Animal programs

Animal attractions in Thailand are running out of money

A tiger at the Tiger Kingdom in Chiang Mai | The Nation/Asia Information Network

BANGKOK — Thailand’s elephant and tiger attractions are running out of money and options, say operators, who pleaded for government help on February 13.

The message was delivered at the Tiger Kingdom in Chiang Mai, where Tourism Commissioner Sirinthorn Ramsut and MPs from Pheu Thai met with zoo operators to find a way out of the business slowdown caused by COVID-19.

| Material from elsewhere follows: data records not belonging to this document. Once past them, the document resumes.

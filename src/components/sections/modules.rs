//! Student and recruiter module sections: feature grids, screenshot
//! placeholders, and the application submission flow strip.

use dioxus::prelude::*;

use crate::components::{Accent, Feature, FeatureCard, ScreenshotPlaceholder};

const STUDENT_FEATURES: &[Feature] = &[
    Feature {
        glyph: "\u{1F50D}",
        title: "Job Discovery",
        desc: "Advanced search with filters (location, type, salary range)",
        accent: Accent::Purple,
    },
    Feature {
        glyph: "\u{1F3AF}",
        title: "One-Click Apply",
        desc: "Quick application with saved resume and profile",
        accent: Accent::Cyan,
    },
    Feature {
        glyph: "\u{1F4C8}",
        title: "Application Tracking",
        desc: "Real-time status updates (Pending, Accepted, Rejected)",
        accent: Accent::Pink,
    },
    Feature {
        glyph: "\u{1F4C4}",
        title: "Profile Management",
        desc: "Resume builder and document upload system",
        accent: Accent::Green,
    },
    Feature {
        glyph: "\u{1F4BC}",
        title: "Job Bookmarks",
        desc: "Save interesting opportunities for later",
        accent: Accent::Purple,
    },
    Feature {
        glyph: "\u{1F4AC}",
        title: "Notifications",
        desc: "Email and in-app alerts for application updates",
        accent: Accent::Cyan,
    },
];

const RECRUITER_FEATURES: &[Feature] = &[
    Feature {
        glyph: "\u{1F4BC}",
        title: "Job Posting",
        desc: "Easy-to-use job creation form with rich details",
        accent: Accent::Purple,
    },
    Feature {
        glyph: "\u{1F465}",
        title: "Applicant Management",
        desc: "View and filter applications by status and skills",
        accent: Accent::Cyan,
    },
    Feature {
        glyph: "\u{1F4C4}",
        title: "Resume Viewer",
        desc: "Integrated document viewing and download",
        accent: Accent::Pink,
    },
    Feature {
        glyph: "\u{2705}",
        title: "Status Updates",
        desc: "Accept/Reject/Shortlist workflow management",
        accent: Accent::Green,
    },
    Feature {
        glyph: "\u{1F4CA}",
        title: "Analytics",
        desc: "Application statistics and insights dashboard",
        accent: Accent::Purple,
    },
    Feature {
        glyph: "\u{1F4AC}",
        title: "Company Profile",
        desc: "Showcase organization and build employer brand",
        accent: Accent::Cyan,
    },
];

const APPLICATION_STEPS: &[&str] = &[
    "Browse Jobs",
    "Select Position",
    "Review Details",
    "Submit Application",
];

#[component]
pub fn StudentModuleSection() -> Element {
    rsx! {
        section { class: "deck-section",
            div { class: "section-inner",
                h2 { class: "section-title text-gradient-purple-cyan", "Student Module Features" }
                p { class: "section-subtitle",
                    "Comprehensive tools for students to discover and apply for jobs"
                }

                ScreenshotPlaceholder {
                    label: "Student Dashboard Interface",
                    centered: true,
                }

                div { class: "feature-grid",
                    for feature in STUDENT_FEATURES {
                        FeatureCard { feature: *feature }
                    }
                }

                div { style: "margin-top: 3rem;",
                    h3 { class: "subsection-title text-gradient-purple-cyan",
                        "Application Submission Flow"
                    }
                    div { class: "step-strip",
                        for (i, step) in APPLICATION_STEPS.iter().enumerate() {
                            div { key: "{step}", style: "position: relative;",
                                div { class: "step-card",
                                    div { class: "step-index", "{i + 1}" }
                                    p { class: "step-label", "{step}" }
                                }
                                if i < APPLICATION_STEPS.len() - 1 {
                                    div { class: "step-connector" }
                                }
                            }
                        }
                    }
                }
            }
        }
    }
}

#[component]
pub fn RecruiterModuleSection() -> Element {
    rsx! {
        section { class: "deck-section",
            div { class: "section-inner",
                h2 { class: "section-title text-gradient-purple-cyan", "Recruiter Module Features" }
                p { class: "section-subtitle",
                    "Powerful tools for recruiters to manage hiring processes"
                }

                div { class: "panel-grid",
                    ScreenshotPlaceholder { label: "Recruiter Dashboard" }
                    ScreenshotPlaceholder { label: "Application Review Interface" }
                }

                div { class: "feature-grid",
                    for feature in RECRUITER_FEATURES {
                        FeatureCard { feature: *feature }
                    }
                }
            }
        }
    }
}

Sirinthorn pointed to the government’s low-interest loan scheme to revive businesses, but said it was still insufficient and difficult to access.

Pasha Rattanaphan, chairman of the Chiang Mai Tourism Business Association, said Thailand’s five tiger attractions were running out of money after failing to secure financial credit from banks.

He added that elephant sanctuaries struggled to get loans because their land was often undocumented. He called on the government to allow sanctuaries to offer their elephants as collateral for loans to buy animal food in the absence of income from tourists.

He also urged authorities to develop sustainable crop projects to feed tigers and elephants.

Managing director of Khum Sue Trakarn, which operates two Tiger Kingdoms in Chiang Mai and one in Phuket, said their revenue had fallen from nearly 1 million baht a day before COVID to zero over the past two years.

“The company still has to bear the burden of feeding and housing the existing 220 tigers,” Kochakorn Chaibutr said. “Before, we had around 400 employees, but today only 30% of the workforce remains. The company still needs working capital for expenses of 4-5 million baht per month. Kochakorn called on the government to find a financial institution that would lend money to his business.

Wittaya Phongsiri, owner of the Lanna Kingdom Elephant Sanctuary in Chiang Mai’s Mae Taeng district, said elephant attractions in the northern province have suffered over the past two years from the pandemic.